Saddamites attack in Turkey

Laurie Mylroie:

..."Bombing attacks south of the Turkish-Iraqi border are regularly attributed to one party, Baathist stalwarts, while bombs north of that border are said to be the work of a completely different party, al Qaeda, as if one had nothing to do with the other. Why?

"A major intelligence failure that began on Bill Clinton's watch persists. American officials remain wedded to the conviction that Islamic militants operate independently of terrorist states. The U.S. error was compounded by an Israeli intelligence failure, closely linked to the ill-fated 'peace process.'

..."This division between 'secular' and 'fundamentalist' is not meaningful. Princeton's learned Bernard Lewis has cautioned that this is a Western distinction that does not exist in Islam. Nonetheless, many analysts persist in making it.

"Moreover, such analysts habitually invert the relationship between states and groups, as the latter, particularly al Qaeda, is their focus. Yet states are the primary actors in international affairs. They control territory and have the power to tax and otherwise raise revenues. The nastiest of them have multiple intelligence services and major unconventional-weapons programs — biological, chemical, and nuclear. Indeed, senior administration officials have repeatedly warned that the threat is terrorist states working with and hiding behind terrorist groups to commit acts of unconventional terrorism.

"Most probably, the Istanbul bombings were the work of Iraqi intelligence, in concert with Islamic militants.

..."Al Qaeda on its own — if it still exists in any meaningful form — would not have had the capability to carry out the attacks in Istanbul. Moreover, one indication of a "false flag" operation is that the investigation is too easy. Authorities are immediately led down one track, away from the real culprits. Thus, the passport of one suicide bomber in the first set of attacks, on the synagogues, was found amid the wreckage.

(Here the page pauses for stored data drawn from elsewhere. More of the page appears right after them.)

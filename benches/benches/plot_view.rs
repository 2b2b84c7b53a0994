// Copyright 2025 the Understory Authors
// SPDX-License-Identifier: Apache-2.0 OR MIT

use criterion::{
    BatchSize, BenchmarkId, Criterion, Throughput, black_box, criterion_group, criterion_main,
};
use kurbo::Point;
use understory_plot_view::{
    Axis, AxisMask, Bound, Constraints, Domain, PlotView, PlotViewOptions, Scale, Sensitivity,
};

fn aircraft_view(animation_duration_ms: u64) -> PlotView {
    let options = PlotViewOptions {
        constraints: Constraints::new()
            .with_position_x(Bound::between(0.0, 18_000.0))
            .with_position_y(Bound::between(0.0, 900.0))
            .with_extent_x(Bound::new(Some(50.0), None)),
        animation_duration_ms,
        ..PlotViewOptions::default()
    };
    PlotView::with_options(
        Domain::new(0.0, 18_000.0),
        Domain::new(0.0, 900.0),
        1_200.0,
        800.0,
        options,
    )
    .unwrap()
}

fn bench_scales(c: &mut Criterion) {
    let mut group = c.benchmark_group("plot_view/scale");

    // Rendering maps every mark through the view scale once per frame.
    for marks in [256usize, 4_096, 65_536] {
        let xs: Vec<f64> = (0..marks).map(|i| i as f64 * 0.27).collect();
        group.throughput(Throughput::Elements(marks as u64));

        let view = aircraft_view(0);
        group.bench_with_input(BenchmarkId::new("forward", marks), &xs, |b, xs| {
            b.iter(|| {
                let scale = view.view_scale(Axis::X);
                let mut acc = 0.0;
                for &x in xs {
                    acc += scale.forward(black_box(x));
                }
                black_box(acc);
            });
        });

        group.bench_with_input(BenchmarkId::new("inverse", marks), &xs, |b, xs| {
            b.iter(|| {
                let scale = view.view_scale(Axis::Y);
                let mut acc = 0.0;
                for &px in xs {
                    acc += scale.inverse(black_box(px));
                }
                black_box(acc);
            });
        });
    }

    group.finish();
}

fn bench_drag(c: &mut Criterion) {
    let mut group = c.benchmark_group("plot_view/drag");

    // One pointer-move stream per iteration, clamped against position bounds.
    for moves in [16usize, 256] {
        group.throughput(Throughput::Elements(moves as u64));
        group.bench_with_input(BenchmarkId::new("on_move", moves), &moves, |b, &moves| {
            b.iter_batched(
                || {
                    let mut view = aircraft_view(0);
                    view.zoom(4.0, None, AxisMask::Both).unwrap();
                    let drag = view.bind_drag(AxisMask::Both, false, Sensitivity::View);
                    view.on_press(&drag, Point::new(600.0, 400.0)).unwrap();
                    (view, drag)
                },
                |(mut view, drag)| {
                    for i in 0..moves {
                        let t = i as f64;
                        let pointer = Point::new(600.0 + 3.0 * t, 400.0 - 2.0 * t);
                        black_box(view.on_move(&drag, pointer).unwrap());
                    }
                    black_box(view.viewport());
                },
                BatchSize::SmallInput,
            );
        });
    }

    group.finish();
}

fn bench_wheel_and_animation(c: &mut Criterion) {
    let mut group = c.benchmark_group("plot_view/animation");

    group.bench_function("wheel_then_settle", |b| {
        b.iter_batched(
            || {
                let mut view = aircraft_view(300);
                let wheel = view.bind_wheel(AxisMask::Both, None, false);
                view.tick(0);
                (view, wheel)
            },
            |(mut view, wheel)| {
                view.on_wheel(&wheel, Point::new(300.0, 200.0), -1.0)
                    .unwrap();
                let mut now = 0;
                while view.tick(now) {
                    now += 16;
                }
                black_box(view.animated_viewport());
            },
            BatchSize::SmallInput,
        );
    });

    group.finish();
}

criterion_group!(benches, bench_scales, bench_drag, bench_wheel_and_animation);
criterion_main!(benches);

..."One major reason for ousting Saddam was the strong suspicion that Iraq was involved in the 9/11 strikes, as well as the anthrax letters that followed. There was, however, enormous bureaucratic resistance to that notion. The concept is not difficult to comprehend, nor is evidence lacking, but as columnist Andrew Sullivan recently suggested, government bureaucrats simply do not want to acknowledge a serious error."

Prairiepudit would add that the "mainstream" media have the same problem.